Sydney's business district's new waterfront development, why Brazilian biofuels make a good investment, and how sustainable engineering is benefiting Africa.
Brazilian multinational energy firm Petrobras has announced that a $224bn (€163bn) four-year business plan will include $3.5bn for the biofuels sector, in an effort to triple its annual output of sugarcane ethanol.
In 2011 the company will finish the construction of a 542km pipeline to transport ethanol from the mill states of Minas Gerais and São Paulo to ports for export, with a view to carrying up to 12.9 million cubic metres of fuel annually.
Brazil is already the world’s largest exporter of ethanol and – despite controversies surrounding biofuel production and the impact of land-use changes – makes an international effort to promote it as a means of reducing greenhouse gas emissions. The development of flexible-fuel vehicles in Brazil has been a huge commercial success, with 10 million cars now running on a combination of gasoline and ethanol, and gasoline-only production is soon to be stopped entirely.
There are plans underway Down Under to cement Sydney’s place as a global financial services centre, competing with Shanghai and Hong Kong as a financial services hub for Southeast Asia, as a Singapore exchange takeover looks increasingly likely.

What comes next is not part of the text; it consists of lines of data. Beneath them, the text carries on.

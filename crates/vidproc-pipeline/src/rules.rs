//! Reconciliation rules
//!
//! [`next_action`] is a pure function from a [`Snapshot`] of desired and
//! actual state to the single next step. The coordinator applies it until
//! the step is an actor command or a wait.
//!
//! Priority, first match wins:
//!
//! ```text
//!  1. desired device != attached   stop renderer, stop capture, release, attach
//!  2. no device, renderer alive    wait
//!  3. terminating, nothing left    complete
//!  4. no device                    idle
//!  5. device state unknown         wait
//!  6. desired input != current     stop renderer, stop capture, select + start
//!  7. not capturing                wait
//!  8. no renderer                  clear surface, wait if failed, build
//!  9. rendering, signal invalid    stop renderer
//! 10. rendering, restart wanted    restart renderer
//! 11. otherwise                    steady
//! ```

use std::fmt;

use crate::types::{CaptureDeviceState, CaptureInputId, DeviceId, RendererState};

/// Coordinator state the rules read
#[derive(Debug, Clone, PartialEq, Eq, Default)]
pub struct Snapshot {
    /// Device the user wants
    pub desired_device: Option<DeviceId>,
    /// Device currently attached
    pub attached_device: Option<DeviceId>,
    /// Attached device state
    pub device_state: CaptureDeviceState,
    /// Input the user wants
    pub desired_input: Option<CaptureInputId>,
    /// Input last selected on the device
    pub current_input: Option<CaptureInputId>,
    /// Whether a renderer instance exists
    pub renderer_exists: bool,
    /// Renderer state
    pub renderer_state: RendererState,
    /// Rebuild requested
    pub want_restart: bool,
    /// Teardown requested
    pub want_terminate: bool,
    /// Full-screen intent
    pub full_screen: bool,
    /// A full-screen surface is still held
    pub full_screen_surface: bool,
    /// A valid video state is cached
    pub video_valid: bool,
}

/// Why reconciliation is waiting
#[derive(Debug, Clone, Copy, PartialEq, Eq, Hash)]
pub enum WaitReason {
    /// Renderer has not reported `Stopped`
    RendererTeardown,
    /// Device has not reached a removable state
    DeviceTeardown,
    /// Device has not reported its first state
    DeviceStarting,
    /// Device is between stop and `Ready`
    InputSwitch,
    /// Device is not capturing
    CaptureNotRunning,
    /// Last renderer build failed
    RendererFailed,
    /// No valid video signal
    NoSignal,
}

impl fmt::Display for WaitReason {
    fn fmt(&self, f: &mut fmt::Formatter<'_>) -> fmt::Result {
        let s = match self {
            Self::RendererTeardown => "renderer teardown",
            Self::DeviceTeardown => "device teardown",
            Self::DeviceStarting => "device starting",
            Self::InputSwitch => "input switch",
            Self::CaptureNotRunning => "capture not running",
            Self::RendererFailed => "renderer failed, waiting for retry",
            Self::NoSignal => "no valid video signal",
        };
        f.write_str(s)
    }
}

/// Next reconciliation step
#[derive(Debug, Clone, Copy, PartialEq, Eq)]
pub enum Action {
    /// Close the gate and stop the renderer
    StopRenderer,
    /// Clear the restart request and stop the renderer
    RestartRenderer,
    /// Stop capture on the attached device
    StopCapture,
    /// Detach a `Ready` device
    ReleaseDevice,
    /// Attach the desired device
    AttachDevice(DeviceId),
    /// Select an input and start capture
    StartCapture(CaptureInputId),
    /// Drop a full-screen surface nobody wants
    ClearFullScreenSurface,
    /// Build and start a renderer through the fallback chain
    BuildRenderer,
    /// Teardown finished
    CompleteTermination,
    /// Wait for a callback
    Wait(WaitReason),
    /// Nothing attached
    Idle,
    /// Capturing and rendering as desired
    Steady,
}

impl Action {
    /// Whether reconciliation continues in the same pass after this step
    ///
    /// Only bookkeeping steps continue; no actor callback follows them.
    #[must_use]
    pub fn continues_pass(&self) -> bool {
        matches!(
            self,
            Self::ReleaseDevice | Self::AttachDevice(_) | Self::ClearFullScreenSurface
        )
    }
}

/// Compute the next step
pub fn next_action(s: &Snapshot) -> Action {
    // 1. device switch
    if s.desired_device != s.attached_device {
        if s.renderer_exists {
            return if s.renderer_state == RendererState::Rendering {
                Action::StopRenderer
            } else {
                Action::Wait(WaitReason::RendererTeardown)
            };
        }

        if s.attached_device.is_some() {
            return match s.device_state {
                CaptureDeviceState::Capturing => Action::StopCapture,
                CaptureDeviceState::Ready => Action::ReleaseDevice,
                _ => Action::Wait(WaitReason::DeviceTeardown),
            };
        }

        if let Some(id) = s.desired_device {
            return Action::AttachDevice(id);
        }
    }

    // 2. lost device, renderer still alive
    if s.attached_device.is_none() && s.renderer_exists {
        return Action::Wait(WaitReason::RendererTeardown);
    }

    // 3. termination
    if s.want_terminate && s.attached_device.is_none() {
        return Action::CompleteTermination;
    }

    // 4. no device
    if s.attached_device.is_none() {
        return Action::Idle;
    }

    // 5. device starting
    if s.device_state == CaptureDeviceState::Unknown {
        return Action::Wait(WaitReason::DeviceStarting);
    }

    // 6. input switch
    if let Some(input) = s.desired_input.filter(|i| Some(*i) != s.current_input) {
        if s.renderer_exists {
            return if s.renderer_state == RendererState::Rendering {
                Action::StopRenderer
            } else {
                Action::Wait(WaitReason::RendererTeardown)
            };
        }

        return match s.device_state {
            CaptureDeviceState::Capturing => Action::StopCapture,
            CaptureDeviceState::Ready => Action::StartCapture(input),
            _ => Action::Wait(WaitReason::InputSwitch),
        };
    }

    // 7. not capturing
    if s.device_state != CaptureDeviceState::Capturing {
        return Action::Wait(WaitReason::CaptureNotRunning);
    }

    // 8. no renderer
    if !s.renderer_exists {
        if !s.full_screen && s.full_screen_surface {
            return Action::ClearFullScreenSurface;
        }
        if s.renderer_state == RendererState::Failed {
            return Action::Wait(WaitReason::RendererFailed);
        }
        return if s.video_valid {
            Action::BuildRenderer
        } else {
            Action::Wait(WaitReason::NoSignal)
        };
    }

    if s.renderer_state == RendererState::Rendering {
        // 9. signal gone
        if !s.video_valid {
            return Action::StopRenderer;
        }
        // 10. restart requested
        if s.want_restart {
            return Action::RestartRenderer;
        }
    }

    // 11. steady
    Action::Steady
}

#[cfg(test)]
mod tests {
    use super::*;

    const A: DeviceId = DeviceId(1);
    const B: DeviceId = DeviceId(2);
    const HDMI: CaptureInputId = CaptureInputId(0);
    const SDI: CaptureInputId = CaptureInputId(1);

    fn steady() -> Snapshot {
        Snapshot {
            desired_device: Some(B),
            attached_device: Some(B),
            device_state: CaptureDeviceState::Capturing,
            desired_input: Some(HDMI),
            current_input: Some(HDMI),
            renderer_exists: true,
            renderer_state: RendererState::Rendering,
            video_valid: true,
            ..Default::default()
        }
    }

    #[test]
    fn test_steady_state() {
        assert_eq!(next_action(&steady()), Action::Steady);
    }

    #[test]
    fn test_device_switch_sequence() {
        let mut s = Snapshot {
            desired_device: Some(A),
            ..steady()
        };
        assert_eq!(next_action(&s), Action::StopRenderer);

        s.renderer_state = RendererState::Stopping;
        assert_eq!(next_action(&s), Action::Wait(WaitReason::RendererTeardown));

        s.renderer_exists = false;
        s.renderer_state = RendererState::Unknown;
        assert_eq!(next_action(&s), Action::StopCapture);

        s.device_state = CaptureDeviceState::Stopping;
        assert_eq!(next_action(&s), Action::Wait(WaitReason::DeviceTeardown));

        s.device_state = CaptureDeviceState::Ready;
        assert_eq!(next_action(&s), Action::ReleaseDevice);

        s.attached_device = None;
        s.device_state = CaptureDeviceState::Unknown;
        assert_eq!(next_action(&s), Action::AttachDevice(A));
    }

    #[test]
    fn test_switch_with_starting_renderer_waits() {
        let s = Snapshot {
            desired_device: Some(A),
            renderer_state: RendererState::Starting,
            ..steady()
        };
        assert_eq!(next_action(&s), Action::Wait(WaitReason::RendererTeardown));
    }

    #[test]
    fn test_lost_device_with_renderer_waits() {
        let s = Snapshot {
            desired_device: None,
            attached_device: None,
            device_state: CaptureDeviceState::Unknown,
            renderer_state: RendererState::Stopping,
            ..steady()
        };
        assert_eq!(next_action(&s), Action::Wait(WaitReason::RendererTeardown));
    }

    #[test]
    fn test_termination() {
        let s = Snapshot {
            want_terminate: true,
            ..Default::default()
        };
        assert_eq!(next_action(&s), Action::CompleteTermination);

        // Teardown runs through the device switch rule first
        let s = Snapshot {
            desired_device: None,
            want_terminate: true,
            ..steady()
        };
        assert_eq!(next_action(&s), Action::StopRenderer);
    }

    #[test]
    fn test_idle_and_starting() {
        assert_eq!(next_action(&Snapshot::default()), Action::Idle);

        let s = Snapshot {
            device_state: CaptureDeviceState::Unknown,
            renderer_exists: false,
            renderer_state: RendererState::Unknown,
            ..steady()
        };
        assert_eq!(next_action(&s), Action::Wait(WaitReason::DeviceStarting));
    }

    #[test]
    fn test_input_switch_sequence() {
        let mut s = Snapshot {
            desired_input: Some(SDI),
            ..steady()
        };
        assert_eq!(next_action(&s), Action::StopRenderer);

        s.renderer_exists = false;
        s.renderer_state = RendererState::Unknown;
        assert_eq!(next_action(&s), Action::StopCapture);

        s.device_state = CaptureDeviceState::Stopping;
        assert_eq!(next_action(&s), Action::Wait(WaitReason::InputSwitch));

        s.device_state = CaptureDeviceState::Ready;
        assert_eq!(next_action(&s), Action::StartCapture(SDI));
    }

    #[test]
    fn test_first_start_after_attach() {
        let s = Snapshot {
            device_state: CaptureDeviceState::Ready,
            current_input: None,
            renderer_exists: false,
            renderer_state: RendererState::Unknown,
            ..steady()
        };
        assert_eq!(next_action(&s), Action::StartCapture(HDMI));
    }

    #[test]
    fn test_not_capturing_waits() {
        let s = Snapshot {
            device_state: CaptureDeviceState::Starting,
            renderer_exists: false,
            renderer_state: RendererState::Unknown,
            ..steady()
        };
        assert_eq!(next_action(&s), Action::Wait(WaitReason::CaptureNotRunning));
    }

    #[test]
    fn test_no_renderer() {
        let mut s = Snapshot {
            renderer_exists: false,
            renderer_state: RendererState::Unknown,
            full_screen_surface: true,
            ..steady()
        };
        assert_eq!(next_action(&s), Action::ClearFullScreenSurface);
        assert!(Action::ClearFullScreenSurface.continues_pass());

        s.full_screen_surface = false;
        assert_eq!(next_action(&s), Action::BuildRenderer);

        s.video_valid = false;
        assert_eq!(next_action(&s), Action::Wait(WaitReason::NoSignal));

        s.video_valid = true;
        s.renderer_state = RendererState::Failed;
        assert_eq!(next_action(&s), Action::Wait(WaitReason::RendererFailed));
    }

    #[test]
    fn test_full_screen_surface_kept_when_wanted() {
        let s = Snapshot {
            renderer_exists: false,
            renderer_state: RendererState::Unknown,
            full_screen: true,
            full_screen_surface: true,
            ..steady()
        };
        assert_eq!(next_action(&s), Action::BuildRenderer);
    }

    #[test]
    fn test_invalid_signal_stops_renderer() {
        let s = Snapshot {
            video_valid: false,
            ..steady()
        };
        assert_eq!(next_action(&s), Action::StopRenderer);
    }

    #[test]
    fn test_restart_request() {
        let s = Snapshot {
            want_restart: true,
            ..steady()
        };
        assert_eq!(next_action(&s), Action::RestartRenderer);

        // Only a rendering renderer is restarted
        let s = Snapshot {
            want_restart: true,
            renderer_state: RendererState::Ready,
            ..steady()
        };
        assert_eq!(next_action(&s), Action::Steady);
    }

    #[test]
    fn test_bookkeeping_actions_continue() {
        assert!(Action::ReleaseDevice.continues_pass());
        assert!(Action::AttachDevice(A).continues_pass());
        assert!(!Action::StopCapture.continues_pass());
        assert!(!Action::BuildRenderer.continues_pass());
    }
}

The Australian property developer Lend Lease plans to build a A$6bn (€4.4bn) mixed-use waterfront development called Barangaroo South on the western edge of Sydney’s business district. It will add 323,700sq m of office space, 99,763sq m of residential space, 33,777sq m of retail and leisure space, a landmark hotel and 2.9ha of public space, including a waterfront square.
Equally impressive is Lend Lease’s design team, led by Rogers Stirk Harbour + Partners (RSHP). A plan for Barangaroo South, drawn up by RSHP, has been approved by the New South Wales government. Despite some opposition to the plan, focusing on its environmental impact, the developer says it is on track to start construction before the end of 2010, with the first buildings to be completed by 2014.
Lend Lease’s group head of development David Hutton says the business district will supply 40 per cent of the demand for prime Sydney office space during the next 10 years, with serious commercial interest registered for over half the site. “Barangaroo South will position Sydney on the global business stage,” he says. “It will strengthen Sydney’s reputation as a financial services hub for Southeast Asia.”
Many of Africa’s resources are exported for production. Bucking this trend is Ivoirian chocolate brand Chocodi, owned by Charles Kader Goore. Since buying the line from Swiss firm Barry Callebaut in 2008, his all-Ivoiriain team have tripled profits – no small feat in a country still recovering from civil war, where 42 per cent of the population live below the poverty line.
“Everyone knew we grew the world’s best cocoa, but now we have a top finished product,” says managing director Marie Thérèse N’Guessan. “For Africa to be taken seriously in global business, we must create brands and manufacture products. Finally, that is happening.”
If there’s one abundant resource in Greenland, it’s water, whether bubbling from springs or streaming from glaciers. With global warming melting the ice, the country’s government is offering licences for water export. So far three firms have entered the field; leading the pack is Swiss firm Greenland Springwater, which has built a bottling plant near a spring on the western island of Disko.
Russian internet company Yota has grown from scratch to become one of the largest firms in the market in less than three years. Unlimited 4G internet access via the firm’s wireless modems costs €22 per month. With 300,000 users in Moscow alone, in five years Yota plans to have a presence in all 180 Russian towns with a population of over 100,000. The company has an ambitious expansion plan, focused on developing countries with high-density urban populations, and the state technology conglomerate Rostekhnologii holds a 25 per cent stake in the firm. It has launched in Nicaragua, is about to set up in Peru and plans to expand at a rate of roughly two new countries per year.
Mitsulift, a firm that has pioneered energy-saving lifts in the Middle East, is joining Africa’s sustainable building boom. With projects in Ghana and Nigeria, it is raising green engineering standards across the continent. The firm’s new HQ, slated to open in Beirut in 2012, will showcase its green innovations, while being one of a handful of sustainable buildings in Lebanon.
With a current ratio of just 0.1 hotel room for every 1,000 people (compared with 15 for every 1,000 in the US; 10 per 1,000 in Europe and two per 1,000 in China) India has huge potential for hotel groups in 2011. Mid-scale cities such as Vijaywada, Kochi and Ludhiana are on the radar for hotel group Carlson, whose brands include Radisson. It plans to open 100 new hotels in India by 2015.